Ode to the Thong.

Last Tuesday after a particularly grueling night of off-pitch karaoke and lukewarm beers, my roommate and I were driving home from the local drinking establishment when she decided that the perfect addition to a queasy beer-filled stomach at 2:00am would be some deep fried cow vagina from the house of that creepy clown with the red afro. As we're waiting in line for our atherosclerosis to-go, my roommate suddenly shouts, "DEJA! Am I seeing things, or is that person wearing a thong?!"

Based on the fact that she had chosen to sing "Because I Got High" earlier that night at karaoke, I arrived at the preconceived judgement that she was indeed seeing things, and hesitated to even look in the direction towards which she indicated. However, because she was hyperventilating and there were no paper bags on hand, I indulged her by begrudgingly looking towards the gas station to our right. Sure enough, right there in the parking lot beside us was a man wearing a thong. This person had gotten out of his truck to- get this- WASH THE WINDSHIELD, donning nothing more than a cut-off white tank top and women's underwear. It actually took my beer-logged brain a couple of seconds to realize that the individual I was looking at was indeed A MAN. To make matters worse, this person was not wearing just any thong. It was a woman's thong; a G-STRING. This is the type of thong that even
I wouldn't wear, for fear of a yeast infection or worse, anal chaffing. This particular item was nothing more than a pirate's eyepatch on two elastic strings, the kind of underwear that are most frequently seen on strippers or Britney Spears. To make matters worse, the man in question was not the youngest or most attractive of gents, as evidenced by the fact that mother nature had obviously had her way with his flabby, translucent buttcheeks. This dude had quite literally been repeatedly ass raped by gravity. I could see the rippling waves of flesh adorned with silvery stretch marks glistening in the moonlight. I could see dimples and cottage cheese. I could see anal pubes.

I tried to take a picture, but in my state of inebriation, my sausage fingers could not activate the camera in time. I have come to realize that contrary to popular belief, heavy machinery and electronic devices are not intoxication-friendly. My roommate began honking and wildly indicating for the drive-thru attendant to come validate the situation as a tangible circumstance instead of a drunken hallucination. By the time he arrived, the thong bearer had retreated to his vehicle and pulled into traffic, his fellow motorists oblivious to his semi-nudity.
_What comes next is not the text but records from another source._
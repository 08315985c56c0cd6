//! Server status: runtime measurements and the service that reports them.

mod probe;
mod service;

pub use probe::{parse_meminfo, MemoryProbe, MemorySnapshot, ProcMeminfo};
pub use service::{
    available_processors, ServerStatusResponse, ServerStatusService, StatusSource, UptimeResponse,
};
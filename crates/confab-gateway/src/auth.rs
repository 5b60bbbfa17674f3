// SPDX-FileCopyrightText: 2026 Confab Contributors
// SPDX-License-Identifier: MIT OR Apache-2.0

//! Authentication middleware for the gateway.
//!
//! Bearer token auth guards every API route; when no token is configured,
//! all requests are rejected (fail-closed). Session/cookie verification is
//! handled upstream: the verified caller identity arrives in the
//! `x-confab-user` header set by that layer.

use async_trait::async_trait;
use axum::{
    extract::{Request, State},
    http::{HeaderMap, StatusCode},
    middleware::Next,
    response::Response,
};
use confab_core::{ConfabError, ConversationAuthorizer};

/// Authentication configuration for the gateway.
#[derive(Clone)]
pub struct AuthConfig {
    /// Expected bearer token. If `None`, all requests are rejected.
    pub bearer_token: Option<String>,
}

impl std::fmt::Debug for AuthConfig {
    fn fmt(&self, f: &mut std::fmt::Formatter<'_>) -> std::fmt::Result {
        f.debug_struct("AuthConfig")
            .field(
                "bearer_token",
                &self.bearer_token.as_ref().map(|_| "[redacted]"),
            )
            .finish()
    }
}

/// Middleware that validates the bearer token.
///
/// If no token is configured, all requests are rejected (fail-closed).
pub async fn auth_middleware(
    State(auth): State<AuthConfig>,
    request: Request,
    next: Next,
) -> Result<Response, StatusCode> {
    let Some(ref expected_token) = auth.bearer_token else {
        tracing::error!("gateway has no auth configured -- rejecting request");
        return Err(StatusCode::UNAUTHORIZED);
    };

    let auth_header = request
        .headers()
        .get("authorization")
        .and_then(|v| v.to_str().ok())
        .and_then(|v| v.strip_prefix("Bearer "));

    match auth_header {
        Some(token) if token == expected_token => Ok(next.run(request).await),
        _ => Err(StatusCode::UNAUTHORIZED),
    }
}

/// The verified caller identity from the upstream session layer.
pub fn authed_user(headers: &HeaderMap) -> Option<String> {
    headers
        .get("x-confab-user")
        .and_then(|v| v.to_str().ok())
        .filter(|s| !s.is_empty())
        .map(str::to_string)
}

/// Authorizer that accepts every authenticated caller.
///
/// For deployments where the upstream session layer already scopes the
/// `x-confab-user` identity to its conversations. Multi-tenant deployments
/// substitute their own [`ConversationAuthorizer`] against the user service.
pub struct TrustedUpstream;

#[async_trait]
impl ConversationAuthorizer for TrustedUpstream {
    async fn can_access_conversation(
        &self,
        _user_id: &str,
        _conversation_id: &str,
    ) -> Result<bool, ConfabError> {
        Ok(true)
    }
}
My question for you all is this: what was this man doing washing his windshield in a thong at 2:00am? Was he receiving some sexual favors from an underaged prostitute in the front seat when he suddenly noticed that the windshield required his immediate attention? Was he perhaps using his pants to tend to the needs of his windshield, caring not that his ass was exposed to oncoming traffic on one of the busiest streets in the city? Does he simply like the feeling of silk between his ass crack, gender roles be damned? Do I possess enough foresight to conjure images from the future of Jessie's son at the age of 50? Had he just returned from a raging swingers' club which enforces a strict dress code requiring a lack of both moral ideology and clothing below the waist? Does he get some kind of kinky thrill out of scaring intoxicated McDonald's patrons in the wee hours of the morning by flashing his bare chassis? Was this a form of punishment from God for eating deep-fried hypertension with a side of early onset obesity at 2:00am? Life is full of so many unanswered questions. I guess this is one mystery that will remain unsolved.

Thank you Uppercase God, for not letting Deja's fingers snap that picture.
Metro, what were you doing at a Texas McDonald's drive-thru at 2 a.m.??
Dammit, Deja! I posted to you on yesterday's post....sniff. I want a reply!

To repeat: When are you coming to Hell Lay and OMG...we were both in Fort Walton Beach at the same time this Spring! LOL!

xoxo Clo
Clo, you silly goose! I'm terrible at replying to my comments, I am such a lazy and irresponsible blogger. To answer your question... I'll be visiting LA around Aug 11- Aug 15. I expect you to be there, and be willing to get drunk.

Also, I can't believe we were in Ft Walton beach at the same time and didn't see one another! It's not that big of a town. The weather was gorgeous and I had a blast! Was it part of your annual cross-country trip?
all I can say is, thank goodness you have sworn off blind dates...this man is OUT there!
Oh, it's definitely the "kinky thrill" part. He loved every minute of you seeing his scary ass.

Drunk on a Tuesday night? Good girl. : )
I think you should just cut to the chase and ask your dad why he wasn't at home and in bed at 2:00 am. And, furthermore, why was he wearing your underwear?
Wasn't Scotty Gee in town that night?
Oh, Rami thought that's what you like in men! Oops!
Delurking to say Oh sweet merciful jaysus! The description alone has fried my retinas. "Ass raped by gravity", I've got to remember that one.